A meta-analysis of video-assisted thoracoscopic decortication versus open thoracotomy decortication for patients with empyema
Introduction
Thoracic pleural empyema is a collection of pus within a naturally existing thoracic cavity. It is one of the common complications of pneumonia before antibiotic prevailing. It is mainly occurred after the spread of pulmonary infection, penetrating thoracic trauma, thoracic foreign body and postoperative pleural infection (1). Three stages in the pathophysiologic process: stage 1 (exudative) when there is an increase in pleural effusion; stage 2 (fibrinopurulent) which is pleural fluid loculation and fibrinous septa formation; stage 3 (organizational) which includes scar adhesion, thoracic space constriction and inability of lung expansion (2). The symptoms of different stages are various. In the early stage, patients mostly may have fever, chest pain and cough. However, in the final stage, the shortness of breath will be the dominant symptom. Although less empyema cases occurred recently due to the antibiotic utility, it is still associated with great morbidity and mortality (3).
Surgical treatments including chest tube drainage, thoracocentesis and decortications are considerably important for the empyema patients. For the early stage (stage 1) empyema, thoracocentesis and chest tube drainage were suitable choices. But for patients who were stage 2 or 3 and had troubles in breathing because of the lung expansion constriction, decortication is necessary (4). Referring to decortications, Chambers and colleagues published a systematic review in 2010 (5). 14 papers were selected to answer the question whether video-assisted thoracoscopic decortication (VATD) might be superior to open thoracotomy decortication (OTD) for management primary empyema. Chambers’ paper was a qualitative systematic review. The conclude that VATD has superior outcomes for the treatment of persistent pleural collections. Even so, there is still no consensus on whether to choose VATD or OTD. Base on the above review, we make a quantitative systematic review to prove the conclude.
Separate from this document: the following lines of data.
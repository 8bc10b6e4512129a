use crate::{
    alias::PackageAliasTable,
    error::EmitError,
    plan::{Conversion, ConversionPlan, FieldOperation},
};
use convgen_schema::types::{TypeKey, TypeRef};
use proc_macro2::TokenStream;
use quote::{ToTokens, quote};
use syn::{Ident, Path, Type};
use tracing::debug;

///
/// EmitOptions
/// Paths the emitted signatures refer to.
///

#[derive(Clone, Debug, Eq, PartialEq)]
pub struct EmitOptions {
    /// Trait the `scope` argument is a `&mut dyn` of.
    pub scope_type: String,

    /// Error type of the generated `Result`.
    pub error_type: String,
}

impl Default for EmitOptions {
    fn default() -> Self {
        Self {
            scope_type: "Scope".to_string(),
            error_type: "ConversionError".to_string(),
        }
    }
}

///
/// GeneratedFunction
///

#[derive(Clone, Debug, Eq, PartialEq)]
pub struct GeneratedFunction {
    pub name: String,
    pub source: String,

    /// Position in the generator's accumulated output.
    pub order: usize,
}

///
/// CodeEmitter
///
/// Renders complete plans as formatted Rust. The text is a pure function of
/// the plan, the alias table and the options.
///

#[derive(Clone, Copy, Debug)]
pub struct CodeEmitter<'a> {
    aliases: &'a PackageAliasTable,
    options: &'a EmitOptions,
}

impl<'a> CodeEmitter<'a> {
    #[must_use]
    pub const fn new(aliases: &'a PackageAliasTable, options: &'a EmitOptions) -> Self {
        Self { aliases, options }
    }

    pub fn emit(&self, plan: &ConversionPlan, order: usize) -> Result<GeneratedFunction, EmitError> {
        let name = plan.function_name();
        if let Some((field, _)) = plan.skipped().next() {
            return Err(EmitError::Incomplete {
                function: name,
                field: field.to_string(),
            });
        }

        let tokens = self.function_tokens(&name, plan)?;
        let file = syn::parse2::<syn::File>(tokens).map_err(|error| EmitError::Tokens {
            function: name.clone(),
            error,
        })?;
        let source = prettyplease::unparse(&file);
        debug!(function = %name, order, "emitted");

        Ok(GeneratedFunction {
            name,
            source,
            order,
        })
    }

    fn function_tokens(&self, name: &str, plan: &ConversionPlan) -> Result<TokenStream, EmitError> {
        let ident = parse_ident(name)?;
        let src_ty = self.named_type(plan.source())?;
        let dst_ty = self.named_type(plan.destination())?;
        let scope = parse_path(&self.options.scope_type)?;
        let error = parse_type(&self.options.error_type)?;

        let stmts = plan
            .operations()
            .iter()
            .map(|op| self.statement(name, op, &error))
            .collect::<Result<Vec<_>, _>>()?;

        Ok(quote! {
            #[allow(non_snake_case, unused_variables)]
            pub fn #ident(
                src: &#src_ty,
                dst: &mut #dst_ty,
                scope: &mut dyn #scope,
            ) -> Result<(), #error> {
                #(#stmts)*
                Ok(())
            }
        })
    }

    fn statement(
        &self,
        name: &str,
        op: &FieldOperation,
        error: &Type,
    ) -> Result<TokenStream, EmitError> {
        let field = parse_ident(op.field())?;

        let stmt = match op {
            FieldOperation::DirectAssign { copy: true, .. } => quote!(dst.#field = src.#field;),
            FieldOperation::DirectAssign { copy: false, .. } => {
                quote!(dst.#field = src.#field.clone();)
            }
            FieldOperation::ManualDelegate { function, .. }
            | FieldOperation::RecursiveCall {
                function,
                conversion: Conversion::Call { .. },
                ..
            } => {
                let path = parse_path(function)?;
                quote!(#path(&src.#field, &mut dst.#field, scope)?;)
            }
            FieldOperation::RecursiveCall { conversion, .. } => {
                let expr = self.expr(conversion, &Input::Field(&field), error)?;
                quote!(dst.#field = #expr;)
            }
            FieldOperation::Skip { .. } => {
                return Err(EmitError::Incomplete {
                    function: name.to_string(),
                    field: op.field().to_string(),
                });
            }
        };

        Ok(stmt)
    }

    // Expression producing the converted value of `input`.
    fn expr(
        &self,
        conversion: &Conversion,
        input: &Input<'_>,
        error: &Type,
    ) -> Result<TokenStream, EmitError> {
        let receiver = input.receiver();

        let expr = match conversion {
            Conversion::Call { function, to, .. } => {
                let path = parse_path(function)?;
                let ty = self.rust_type(to)?;
                let arg = input.reference();
                quote! {
                    {
                        let mut out: #ty = Default::default();
                        #path(#arg, &mut out, scope)?;
                        out
                    }
                }
            }
            Conversion::Option(inner) => {
                let inner = self.expr(inner, &Input::Value, error)?;
                quote! {
                    match #receiver.as_deref() {
                        Some(value) => Some(Box::new(#inner)),
                        None => None,
                    }
                }
            }
            Conversion::List(inner) => {
                let inner = self.expr(inner, &Input::Value, error)?;
                quote! {
                    #receiver
                        .iter()
                        .map(|value| -> Result<_, #error> { Ok(#inner) })
                        .collect::<Result<Vec<_>, #error>>()?
                }
            }
            Conversion::Map(inner) => {
                let inner = self.expr(inner, &Input::Value, error)?;
                quote! {
                    #receiver
                        .iter()
                        .map(|(key, value)| -> Result<_, #error> { Ok((key.clone(), #inner)) })
                        .collect::<Result<::std::collections::BTreeMap<_, _>, #error>>()?
                }
            }
        };

        Ok(expr)
    }

    /// Rust type of a field declaration, with composites qualified through
    /// the alias table.
    pub fn rust_type(&self, ty: &TypeRef) -> Result<TokenStream, EmitError> {
        let tokens = match ty {
            TypeRef::Primitive(p) => p.as_type(),
            TypeRef::Named(key) => self.named_type(key)?.into_token_stream(),
            TypeRef::Pointer(inner) => {
                let inner = self.rust_type(inner)?;
                quote!(Option<Box<#inner>>)
            }
            TypeRef::Slice(inner) => {
                let inner = self.rust_type(inner)?;
                quote!(Vec<#inner>)
            }
            TypeRef::Map { key, value } => {
                let key = self.rust_type(key)?;
                let value = self.rust_type(value)?;
                quote!(::std::collections::BTreeMap<#key, #value>)
            }
        };

        Ok(tokens)
    }

    fn named_type(&self, key: &TypeKey) -> Result<Type, EmitError> {
        let path = match self.aliases.qualifier(&key.version) {
            Some(module) => format!("{module}::{}", key.name),
            None => key.name.clone(),
        };

        parse_type(&path)
    }
}

// Where the value being converted comes from: a field of `src`, or the
// `value` binding of an enclosing match arm or closure (already a reference).
enum Input<'a> {
    Field(&'a Ident),
    Value,
}

impl Input<'_> {
    fn receiver(&self) -> TokenStream {
        match self {
            Self::Field(field) => quote!(src.#field),
            Self::Value => quote!(value),
        }
    }

    fn reference(&self) -> TokenStream {
        match self {
            Self::Field(field) => quote!(&src.#field),
            Self::Value => quote!(value),
        }
    }
}

fn parse_ident(ident: &str) -> Result<Ident, EmitError> {
    syn::parse_str(ident).map_err(|error| EmitError::InvalidPath {
        path: ident.to_string(),
        error,
    })
}

fn parse_path(path: &str) -> Result<Path, EmitError> {
    syn::parse_str(path).map_err(|error| EmitError::InvalidPath {
        path: path.to_string(),
        error,
    })
}

fn parse_type(ty: &str) -> Result<Type, EmitError> {
    syn::parse_str(ty).map_err(|error| EmitError::InvalidType {
        ty: ty.to_string(),
        error,
    })
}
The outcomes of these surgical approaches are various. Open thoracic decortication has been considered to be most favored approach with shorter operative duration, better vision and lung re-expansion in last few decades. However, video-assisted thoracoscopic decortication, a minimally invasive approach, is praised for its less damage and sooner recovery (6-8). To address the difficulty of the surgical approaches selection, the current study analyzes the operative and long-term outcomes of VATD and OTD.
Methods
Search strategy
The electronic search was performed using PubMed, Medline, Cochrane Central Register of Controlled Trial, Cochrane Database of Systematic Reviews, ACP Journal Club and Database of Abstracts of Reviews of Effects from the dates of inception to February 2017. In order to maximize the sensitivity, we combined the words “empyema” with “decortication” or “debridement” and “thoracoscop” or “VATS” and “open” or “thoracotomy” as Mesh terms or in all fields. All the articles were systematically filtered using inclusion and exclusion criteria.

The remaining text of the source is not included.